Autant dire que personne ne croit à cette tentative de réindustrialisation. Mais pour le moment, la majorité des salariés font le gros dos, en attendant une annonce claire, tout en espérant que Kodak continue encore le plus longtemps possible.

Aucune réaction n'a été programmée par les syndicats, en dehors des appels à participer aux journées d'action nationales de la CGT les 9 et 21 juin, très peu suivies d'ailleurs. Le climat n'est pas à la lutte aujourd'hui. Pourtant, la fermeture de Kodak représentera une catastrophe au niveau local, susceptible de déboucher sur un dur conflit, comme il s'en produit parfois dans des villes où la seule grosse usine ferme, lorsque les travailleurs ont le dos au mur. Et cela, la direction ne l'ignore pas.
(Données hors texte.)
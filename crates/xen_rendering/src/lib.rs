//! # Xen Rendering
//!
//! Everything that talks to the graphics driver, and the rules that keep
//! driver calls on the one thread allowed to make them.
//!
//! ## Architecture
//!
//! ```text
//! ┌───────────────────────────────────────────────────────────────┐
//! │                    CONTEXT THREAD                             │
//! ├───────────────────────────────────────────────────────────────┤
//! │  RenderSystem ── CommandQueue (FIFO) ──> GraphicsDevice       │
//! │       │               ▲                                       │
//! │       │               └── CommandReceiver <── CommandSender ◄─┼── other threads
//! │       ├── ScopedBatchQueue (executes on drop)                 │
//! │       └── Volatiles (RenderTarget, ...) rebuilt on resize     │
//! └───────────────────────────────────────────────────────────────┘
//! ```
//!
//! ## Rules
//!
//! - `RenderSystem` and `GraphicsDevice` trait objects are `!Send`
//! - Queued driver errors are logged after each command, never propagated
//! - Queued commands are `'static`; results come back through [`CommandOutput`]

#![deny(missing_docs)]
#![deny(unsafe_code)]
#![deny(clippy::all)]
#![warn(clippy::pedantic)]
#![deny(clippy::perf)]

pub mod batch;
pub mod commands;
pub mod device;
pub mod error;
pub mod render_target;
pub mod system;
pub mod timer;
pub mod uniforms;
pub mod volatile;

pub use batch::ScopedBatchQueue;
pub use commands::{
    command_channel, AttachTextureCommand, BindFramebufferCommand, BindTextureCommand,
    ClearCommand, CommandOutput, CommandQueue, CommandReceiver, CommandSender,
    CreateBuffersCommand, CreateFramebuffersCommand, CreateTexturesCommand, DeleteBuffersCommand,
    DeleteFramebuffersCommand, DeleteTexturesCommand, DrawElementsCommand, QueueState,
    RenderCommand, SetViewportCommand, UploadBufferCommand,
};
pub use device::{
    Attachment, DeviceCall, DeviceStats, GraphicsDevice, HeadlessDevice, IndexType,
    PrimitiveMode, TextureDesc, TextureFormat, TextureTarget, Viewport,
};
#[cfg(feature = "wgpu")]
pub use device::WgpuDevice;
pub use error::{DeviceError, QueueError, RenderError, RenderResult};
pub use render_target::RenderTarget;
pub use system::{RenderSystem, DEFAULT_CHANNEL_CAPACITY};
pub use timer::GpuTimer;
pub use uniforms::{pack_lights, CameraUniform, LightUniform, LightsUniform, MaterialUniform, MAX_LIGHTS};
pub use volatile::Volatile;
Comme l'a écrit dans son dernier tract le Syndicat Démocratique Kodak (un syndicat non reconnu par la direction, fondé par des militants exclus de la CGT en 2002): «Si la direction retrousse les manches et sort beaucoup, c'est parce qu'il y a un autre aspect des choses dont elle est bien consciente: c'est que la fermeture de Kodak est un vrai désastre. (...) Des catastrophes industrielles, la région en a connu plusieurs depuis vingt ans. Mais (...) depuis toujours, Kodak a donné l'image d'un groupe puissant, aux reins solides, la grosse entreprise de la région, où on est assez bien payé, avec des possibilités d'évolution, avec une direction "à l'américaine" qui encourage la participation de ses salariés. (...) Mettre dehors 1 800 personnes qui ont vécu pendant des années avec cette image d'elles-mêmes dans tout leur environnement (...) cela peut être explosif.»

La direction veut donc tout faire pour atomiser les travailleurs, en essayant d'en pousser vers la sortie, en essayant de vendre des bouts d'ateliers à d'éventuels repreneurs, en incitant chacun à entamer une démarche individuelle pour «quitter le navire». Mais il n'est pas dit qu'elle y parvienne. Car nous sommes toujours près de 1800 travailleurs, encore au coeur d'une production qui rapporte beaucoup d'argent à Kodak.